▶ WHAT YOU WILL DO:
Search the data for the string "impl" and copy each line where it turns up.

▶ INPUT MATERIAL:
[Start of section]

//! Document pages nested under a driver.

use askama::Template;
use askama_web::WebTemplate;
use axum::{
    Extension, Form,
    extract::{Path, State},
    response::{IntoResponse, Redirect, Response},
};

use crate::domain::entities::{AccessToken, DocumentKind, DocumentPatch, DocumentView};
use crate::state::AppState;
use crate::web::error::WebError;
use crate::web::forms::{DocumentForm, SelectOption, form_errors, is_form_error, kind_options};
use crate::web::handlers::format_date;

/// Document fields preformatted for the driver page.
pub struct DocumentRow {
    pub id: i64,
    pub kind: &'static str,
    pub number: String,
    pub issued_on: String,
    pub expires_on: String,
    pub status_label: &'static str,
    pub status_class: &'static str,
    pub days_left: String,
    pub file_url: Option<String>,
}

fn days_left_text(days: Option<i64>) -> String {
    match days {
        None => String::new(),
        Some(0) => "expires today".to_string(),
        Some(1) => "1 day left".to_string(),
        Some(n) if n > 0 => format!("{n} days left"),
        Some(-1) => "expired yesterday".to_string(),
        Some(n) => format!("expired {} days ago", -n),
    }
}

impl From<&DocumentView> for DocumentRow {
    fn from(view: &DocumentView) -> Self {
        let doc = &view.document;
        Self {
            id: doc.id,
            kind: doc.kind.label(),
            number: doc.number.clone(),
            issued_on: format_date(doc.issued_on),
            expires_on: format_date(doc.expires_on),
            status_label: view.status.label(),
            status_class: view.status.css_class(),
            days_left: days_left_text(view.days_left),
            file_url: doc.file_url.clone(),
        }
    }
}

#[derive(Template, WebTemplate)]
#[template(path = "documents/form.html")]
struct DocumentFormTemplate {
    heading: String,
    action: String,
    driver_id: i64,
    driver_name: String,
    form: DocumentForm,
    kind_options: Vec<SelectOption>,
    /// The kind of a stored document is fixed.
    kind_locked: bool,
    errors: Vec<String>,
}

impl DocumentFormTemplate {
    fn create(driver_id: i64, driver_name: String, form: DocumentForm) -> Self {
        Self {
            heading: "Add document".to_string(),
            action: format!("/dashboard/drivers/{driver_id}/documents"),
            driver_id,
            driver_name,
            kind_options: kind_options(&form.kind),
            kind_locked: false,
            form,
            errors: Vec::new(),
        }
    }

    fn edit(driver_id: i64, document_id: i64, driver_name: String, form: DocumentForm) -> Self {
        Self {
            heading: "Edit document".to_string(),
            action: format!("/dashboard/drivers/{driver_id}/documents/{document_id}"),
            kind_locked: true,
            ..Self::create(driver_id, driver_name, form)
        }
    }

    fn with_errors(mut self, errors: Vec<String>) -> Self {
        self.errors = errors;
        self
    }
}

fn driver_href(driver_id: i64, notice: &str) -> String {
    format!("/dashboard/drivers/{driver_id}?notice={notice}")
}

/// `GET /dashboard/drivers/{id}/documents/new`
pub async fn new_document_handler(
    State(state): State<AppState>,
    Extension(token): Extension<AccessToken>,
    Path(driver_id): Path<i64>,
) -> Result<impl IntoResponse, WebError> {
    let driver = state.driver_service.get(&token, driver_id).await?;
    let form = DocumentForm {
        kind: DocumentKind::DrivingLicense.as_str().to_string(),
        ..Default::default()
    };
    Ok(DocumentFormTemplate::create(driver_id, driver.full_name, form))
}

/// Attaches a document; invalid input re-renders the form.
///
/// # Endpoint
///
/// `POST /dashboard/drivers/{id}/documents`
pub async fn create_document_handler(
    State(state): State<AppState>,
    Extension(token): Extension<AccessToken>,
    Path(driver_id): Path<i64>,
    Form(form): Form<DocumentForm>,
) -> Result<Response, WebError> {
    let result = match form.to_new_document() {
        Ok(document) => {
            state
                .document_service
                .create(&token, driver_id, document)
                .await
        }
        Err(err) => Err(err),
    };

    match result {
        Ok(_) => Ok(Redirect::to(&driver_href(driver_id, "document_added")).into_response()),
        Err(err) if is_form_error(&err) => {
            let driver = state.driver_service.get(&token, driver_id).await?;
            let page = DocumentFormTemplate::create(driver_id, driver.full_name, form)
                .with_errors(form_errors(&err));
            Ok((err.status(), page).into_response())
        }
        Err(err) => Err(err.into()),
    }
}

/// `GET /dashboard/drivers/{id}/documents/{document_id}/edit`
pub async fn edit_document_handler(
    State(state): State<AppState>,
    Extension(token): Extension<AccessToken>,
    Path((driver_id, document_id)): Path<(i64, i64)>,
) -> Result<impl IntoResponse, WebError> {
    let (driver, document) = tokio::try_join!(
        state.driver_service.get(&token, driver_id),
        state.document_service.get(&token, driver_id, document_id),
    )?;
    Ok(DocumentFormTemplate::edit(
        driver_id,
        document_id,
        driver.full_name,
        DocumentForm::from_document(&document),
    ))
}

/// Saves changed document fields.
///
/// # Endpoint
///
/// `POST /dashboard/drivers/{id}/documents/{document_id}`
pub async fn update_document_handler(
    State(state): State<AppState>,
    Extension(token): Extension<AccessToken>,
    Path((driver_id, document_id)): Path<(i64, i64)>,
    Form(form): Form<DocumentForm>,
) -> Result<Response, WebError> {
    let current = state
        .document_service
        .get(&token, driver_id, document_id)
        .await?;

    let result = match form.to_patch(&current) {
        Ok(patch) if patch == DocumentPatch::default() => {
            return Ok(Redirect::to(&driver_href(driver_id, "unchanged")).into_response());
        }
        Ok(patch) => state.document_service.update(&token, document_id, patch).await,
        Err(err) => Err(err),
    };

    match result {
        Ok(_) => Ok(Redirect::to(&driver_href(driver_id, "document_updated")).into_response()),
        Err(err) if is_form_error(&err) => {
            let driver = state.driver_service.get(&token, driver_id).await?;
            let mut form = form;
            // Disabled selects are not submitted.
            form.kind = current.kind.as_str().to_string();
            let page = DocumentFormTemplate::edit(driver_id, document_id, driver.full_name, form)
                .with_errors(form_errors(&err));
            Ok((err.status(), page).into_response())
        }
        Err(err) => Err(err.into()),
    }
}

/// `POST /dashboard/drivers/{id}/documents/{document_id}/delete`
pub async fn delete_document_handler(
    State(state): State<AppState>,
    Extension(token): Extension<AccessToken>,
    Path((driver_id, document_id)): Path<(i64, i64)>,
) -> Result<Redirect, WebError> {
    // Only documents listed for this driver may be removed through its page.
    state
        .document_service
        .get(&token, driver_id, document_id)
        .await?;
    state.document_service.delete(&token, document_id).await?;
    Ok(Redirect::to(&driver_href(driver_id, "document_deleted")))
}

[End of section]

▶ ANSWER AREA:
impl From<&DocumentView> for DocumentRow {
impl DocumentFormTemplate {
) -> Result<impl IntoResponse, WebError> {
) -> Result<impl IntoResponse, WebError> {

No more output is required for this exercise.